*EXERCISE PROMPT*: Repeat nothing but the line containing "the auth failure" and the lines that follow it, up to and including the last line of the data below.

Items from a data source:
■ ■ ■ ■

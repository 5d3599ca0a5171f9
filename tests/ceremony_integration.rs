//! Integration tests for key generation and signing ceremonies.
//!
//! These tests drive the public `Coordinator` API end to end with the local
//! FROST engine, a dispatch-counting mock engine, and file-backed ledgers.
//!
//! Run with: cargo test --test `ceremony_integration`

use std::sync::Arc;
use std::sync::atomic::{AtomicUsize, Ordering};

use tempfile::TempDir;
use tokio::sync::Barrier;

use ceremony_coordinator::auth::{AuthHeader, ClientContext, StaticTokenAuth};
use ceremony_coordinator::ceremony::{
    CeremonyPayload, CeremonyRequest, CeremonyResult, CeremonyState, Coordinator, KeyMaterial,
    PayloadId, PeerEntry, PeerId, RawCeremonyRequest, Registry, Roster, SignOffline,
};
use ceremony_coordinator::config::{Ciphersuite, Settings};
use ceremony_coordinator::engine::{EngineError, EngineRequest, EngineTask, SigningEngine};
use ceremony_coordinator::{CeremonyError, DefaultCoordinator, LocalFrostEngine};

const DIGEST: [u8; 32] = [0x5a; 32];

fn roster(ids: &[&str]) -> Roster {
    ids.iter()
        .enumerate()
        .map(|(i, id)| PeerEntry::new(*id, format!("/ip4/10.0.0.3/tcp/{}/ws", 2619 + i).as_str()))
        .collect()
}

fn full_roster() -> Roster {
    roster(&["alice", "bob", "carol"])
}

fn keygen(id: u8) -> RawCeremonyRequest {
    RawCeremonyRequest {
        payload_id: PayloadId::new([id; 32]),
        payload_type: CeremonyPayload::KeyGen,
        peers: full_roster(),
        sender: PeerId::from("alice"),
        t: 2,
        n: 3,
    }
}

fn sign(id: u8, keygen_id: u8, signers: &[&str], keygen_peers: Roster) -> RawCeremonyRequest {
    let peers = full_roster()
        .iter()
        .filter(|entry| signers.contains(&entry.id().as_str()))
        .cloned()
        .collect::<Roster>();
    let n = u16::try_from(peers.len()).unwrap();
    RawCeremonyRequest {
        payload_id: PayloadId::new([id; 32]),
        payload_type: CeremonyPayload::SignOffline(SignOffline::new(
            DIGEST,
            PayloadId::new([keygen_id; 32]),
            keygen_peers,
        )),
        peers,
        sender: PeerId::from(signers[0]),
        t: n - 1,
        n,
    }
}

fn local(ciphersuite: Ciphersuite) -> Coordinator<LocalFrostEngine> {
    Coordinator::in_memory(LocalFrostEngine::new(ciphersuite)).unwrap()
}

fn anon() -> (AuthHeader, ClientContext) {
    (AuthHeader::default(), ClientContext::new("wallet", "127.0.0.1"))
}

fn code(err: &CeremonyError) -> &'static str {
    err.error_code()
}

/// Engine that counts dispatches and never produces a result.
#[derive(Clone, Default)]
struct MockEngine {
    dispatched: Arc<AtomicUsize>,
}

impl SigningEngine for MockEngine {
    async fn run_ceremony(&self, request: EngineRequest) -> Result<CeremonyResult, EngineError> {
        self.dispatched.fetch_add(1, Ordering::SeqCst);
        match request.kind {
            EngineTask::KeyGen => Err(EngineError::Unavailable("mock engine".to_string())),
            EngineTask::Sign { .. } => Err(EngineError::Protocol("mock engine".to_string())),
        }
    }
}

async fn run_full_keygen_and_signing_flow(ciphersuite: Ciphersuite) {
    let coordinator = local(ciphersuite);
    let (auth, client) = anon();

    // Key generation over three peers, 2-of-3
    let key = coordinator
        .run_keygen(&auth, keygen(1), &client, false)
        .await
        .unwrap();
    assert_eq!(key.keygen_id(), PayloadId::new([1; 32]));
    assert_eq!(key.ciphersuite(), ciphersuite);

    // Signing by a two-peer subset of the key generation roster
    let signature = coordinator
        .run_sign(&auth, sign(2, 1, &["alice", "bob"], full_roster()), key.clone(), &client, false)
        .await
        .unwrap();
    assert_eq!(signature.ciphersuite, ciphersuite);
    assert_eq!(signature.group_key, key.group_key());
    match ciphersuite {
        Ciphersuite::Secp256k1 => assert!(signature.recovery_id.is_some()),
        Ciphersuite::Ed25519 => assert!(signature.recovery_id.is_none()),
    }

    // A different subset signs with the same key
    coordinator
        .run_sign(&auth, sign(3, 1, &["bob", "carol"], full_roster()), key, &client, false)
        .await
        .unwrap();

    for id in [1, 2, 3] {
        let status = coordinator.ceremony_status(&PayloadId::new([id; 32])).unwrap();
        assert_eq!(status.state, CeremonyState::Completed);
    }
}

#[tokio::test]
async fn test_full_flow_secp256k1() {
    run_full_keygen_and_signing_flow(Ciphersuite::Secp256k1).await;
}

#[tokio::test]
async fn test_full_flow_ed25519() {
    run_full_keygen_and_signing_flow(Ciphersuite::Ed25519).await;
}

#[tokio::test]
async fn test_keygen_peers_outside_recorded_roster() {
    let coordinator = local(Ciphersuite::Secp256k1);
    let (auth, client) = anon();
    let key = coordinator.run_keygen(&auth, keygen(1), &client, false).await.unwrap();

    let forged = roster(&["alice", "bob", "mallory"]);
    let err = coordinator
        .run_sign(&auth, sign(2, 1, &["alice", "bob"], forged), key, &client, false)
        .await
        .unwrap_err();
    assert_eq!(code(&err), "KEYGEN_ROSTER_MISMATCH");

    // Rejected before reservation, so the id is still free
    assert!(coordinator.ceremony_status(&PayloadId::new([2; 32])).is_none());
}

#[tokio::test]
async fn test_threshold_rejected_before_dispatch() {
    let engine = MockEngine::default();
    let dispatched = Arc::clone(&engine.dispatched);
    let coordinator = Coordinator::in_memory(engine).unwrap();
    let (auth, client) = anon();

    let mut request = keygen(1);
    request.t = 3;
    let err = coordinator.run_keygen(&auth, request, &client, false).await.unwrap_err();

    assert_eq!(code(&err), "THRESHOLD_OUT_OF_RANGE");
    assert_eq!(dispatched.load(Ordering::SeqCst), 0);
    assert!(coordinator.registry().is_empty());
}

#[tokio::test]
async fn test_validation_failures_never_dispatch() {
    let engine = MockEngine::default();
    let dispatched = Arc::clone(&engine.dispatched);
    let coordinator = Coordinator::in_memory(engine).unwrap();
    let (auth, client) = anon();

    let mut duplicate_peer = keygen(1);
    duplicate_peer.peers = roster(&["alice", "alice", "bob"]);

    let mut stranger = keygen(2);
    stranger.sender = PeerId::from("mallory");

    let mut empty = keygen(3);
    empty.peers = Roster::new(Vec::new());
    empty.t = 0;
    empty.n = 0;

    let mut n_mismatch = keygen(4);
    n_mismatch.n = 4;

    for (request, expected) in [
        (duplicate_peer, "DUPLICATE_PEER"),
        (stranger, "SENDER_NOT_IN_ROSTER"),
        (empty, "EMPTY_ROSTER"),
        (n_mismatch, "THRESHOLD_OUT_OF_RANGE"),
        (sign(5, 1, &["alice", "bob"], full_roster()), "WRONG_PAYLOAD_TYPE"),
    ] {
        let err = coordinator.run_keygen(&auth, request, &client, false).await.unwrap_err();
        assert_eq!(code(&err), expected);
    }

    // Signing against a key generation the ledger never saw
    let key = KeyMaterial::new(PayloadId::new([9; 32]), Ciphersuite::Secp256k1, "02aa".to_string(), b"share");
    let err = coordinator
        .run_sign(&auth, sign(6, 9, &["alice", "bob"], full_roster()), key, &client, false)
        .await
        .unwrap_err();
    assert_eq!(code(&err), "UNKNOWN_KEYGEN_ID");

    assert_eq!(dispatched.load(Ordering::SeqCst), 0);
    assert!(coordinator.registry().is_empty());
}

#[tokio::test]
async fn test_engine_failure_burns_payload_id() {
    let engine = MockEngine::default();
    let dispatched = Arc::clone(&engine.dispatched);
    let coordinator = Coordinator::in_memory(engine).unwrap();
    let (auth, client) = anon();

    let err = coordinator.run_keygen(&auth, keygen(1), &client, false).await.unwrap_err();
    assert!(matches!(err, CeremonyError::EngineFailure(ref reason) if reason.contains("mock engine")));
    assert_eq!(code(&err), "ENGINE_FAILURE");

    let status = coordinator.ceremony_status(&PayloadId::new([1; 32])).unwrap();
    assert!(matches!(status.state, CeremonyState::Failed { .. }));

    // Retrying the same id is a duplicate, not a second dispatch
    let err = coordinator.run_keygen(&auth, keygen(1), &client, false).await.unwrap_err();
    assert_eq!(code(&err), "DUPLICATE_PAYLOAD_ID");
    assert_eq!(dispatched.load(Ordering::SeqCst), 1);
}

#[tokio::test]
async fn test_unresponsive_signer_surfaces_engine_error() {
    let engine = LocalFrostEngine::new(Ciphersuite::Secp256k1).with_unresponsive([PeerId::from("bob")]);
    let coordinator = Coordinator::in_memory(engine).unwrap();
    let (auth, client) = anon();

    // Keygen needs every peer, so a silent peer fails it outright
    let err = coordinator.run_keygen(&auth, keygen(1), &client, false).await.unwrap_err();
    assert_eq!(code(&err), "ENGINE_FAILURE");
}

#[tokio::test(flavor = "multi_thread", worker_threads = 4)]
async fn test_concurrent_same_payload_id() {
    const CALLERS: usize = 8;

    let coordinator = Arc::new(local(Ciphersuite::Ed25519));
    let barrier = Arc::new(Barrier::new(CALLERS));

    let handles: Vec<_> = (0..CALLERS)
        .map(|_| {
            let coordinator = Arc::clone(&coordinator);
            let barrier = Arc::clone(&barrier);
            tokio::spawn(async move {
                let (auth, client) = anon();
                barrier.wait().await;
                coordinator.run_keygen(&auth, keygen(7), &client, false).await
            })
        })
        .collect();

    let mut ok = 0;
    let mut duplicates = 0;
    for handle in handles {
        match handle.await.unwrap() {
            Ok(_) => ok += 1,
            Err(err) => {
                assert_eq!(code(&err), "DUPLICATE_PAYLOAD_ID");
                duplicates += 1;
            }
        }
    }
    assert_eq!(ok, 1);
    assert_eq!(duplicates, CALLERS - 1);
}

#[tokio::test]
async fn test_logging_does_not_change_outcomes() {
    let quiet = local(Ciphersuite::Secp256k1);
    let loud = local(Ciphersuite::Secp256k1);
    let (auth, client) = anon();

    let mut bad = keygen(1);
    bad.t = 0;
    let a = quiet.run_keygen(&auth, bad.clone(), &client, false).await.unwrap_err();
    let b = loud.run_keygen(&auth, bad, &client, true).await.unwrap_err();
    assert_eq!(a.to_body(), b.to_body());

    let key_a = quiet.run_keygen(&auth, keygen(2), &client, false).await.unwrap();
    let key_b = loud.run_keygen(&auth, keygen(2), &client, true).await.unwrap();
    assert_eq!(key_a.keygen_id(), key_b.keygen_id());

    let sig_a = quiet
        .run_sign(&auth, sign(3, 2, &["alice", "carol"], full_roster()), key_a, &client, false)
        .await;
    let sig_b = loud
        .run_sign(&auth, sign(3, 2, &["alice", "carol"], full_roster()), key_b, &client, true)
        .await;
    assert!(sig_a.is_ok() && sig_b.is_ok());
}

#[tokio::test]
async fn test_auth_checked_first() {
    let coordinator = Coordinator::new(
        LocalFrostEngine::new(Ciphersuite::Secp256k1),
        StaticTokenAuth::new("hunter2"),
        Registry::in_memory().unwrap(),
    );
    let client = ClientContext::default();

    // Even an invalid request reports the auth failure
    let mut bad = keygen(1);
    bad.t = 9;
    let err = coordinator
        .run_keygen(&AuthHeader::new("nope"), bad, &client, false)
        .await
        .unwrap_err();
    assert_eq!(code(&err), "UNAUTHORIZED");

    coordinator
        .run_keygen(&AuthHeader::new("Bearer hunter2"), keygen(1), &client, false)
        .await
        .unwrap();
}

#[tokio::test]
async fn test_validated_request_type_accepted() {
    let coordinator = local(Ciphersuite::Secp256k1);
    let (auth, client) = anon();

    let request = CeremonyRequest::try_from(keygen(1)).unwrap();
    coordinator.run_keygen(&auth, request, &client, false).await.unwrap();
}

#[tokio::test]
async fn test_ledger_survives_restart() {
    let dir = TempDir::new().unwrap();
    let settings = Settings::for_tests().with_db_path(dir.path().join("ledger.redb"));
    let (auth, client) = anon();

    let key = {
        let coordinator = DefaultCoordinator::from_settings(&settings).unwrap();
        coordinator.run_keygen(&auth, keygen(1), &client, false).await.unwrap()
    };

    let coordinator = DefaultCoordinator::from_settings(&settings).unwrap();

    // Consumed ids stay consumed
    let err = coordinator.run_keygen(&auth, keygen(1), &client, false).await.unwrap_err();
    assert_eq!(code(&err), "DUPLICATE_PAYLOAD_ID");

    // Keygen record is still there for signing
    coordinator
        .run_sign(&auth, sign(2, 1, &["bob", "carol"], full_roster()), key, &client, false)
        .await
        .unwrap();
}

■ ■ ■ ■

*OUTPUT FOR THIS TASK*:
    // Even an invalid request reports the auth failure
    let mut bad = keygen(1);
    bad.t = 9;
    let err = coordinator
        .run_keygen(&AuthHeader::new("nope"), bad, &client, false)
        .await
        .unwrap_err();
    assert_eq!(code(&err), "UNAUTHORIZED");

    coordinator
        .run_keygen(&AuthHeader::new("Bearer hunter2"), keygen(1), &client, false)
        .await
        .unwrap();
}

#[tokio::test]
async fn test_validated_request_type_accepted() {
    let coordinator = local(Ciphersuite::Secp256k1);
    let (auth, client) = anon();

    let request = CeremonyRequest::try_from(keygen(1)).unwrap();
    coordinator.run_keygen(&auth, request, &client, false).await.unwrap();
}

#[tokio::test]
async fn test_ledger_survives_restart() {
    let dir = TempDir::new().unwrap();
    let settings = Settings::for_tests().with_db_path(dir.path().join("ledger.redb"));
    let (auth, client) = anon();

    let key = {
        let coordinator = DefaultCoordinator::from_settings(&settings).unwrap();
        coordinator.run_keygen(&auth, keygen(1), &client, false).await.unwrap()
    };

    let coordinator = DefaultCoordinator::from_settings(&settings).unwrap();

    // Consumed ids stay consumed
    let err = coordinator.run_keygen(&auth, keygen(1), &client, false).await.unwrap_err();
    assert_eq!(code(&err), "DUPLICATE_PAYLOAD_ID");

    // Keygen record is still there for signing
    coordinator
        .run_sign(&auth, sign(2, 1, &["bob", "carol"], full_roster()), key, &client, false)
        .await
        .unwrap();
}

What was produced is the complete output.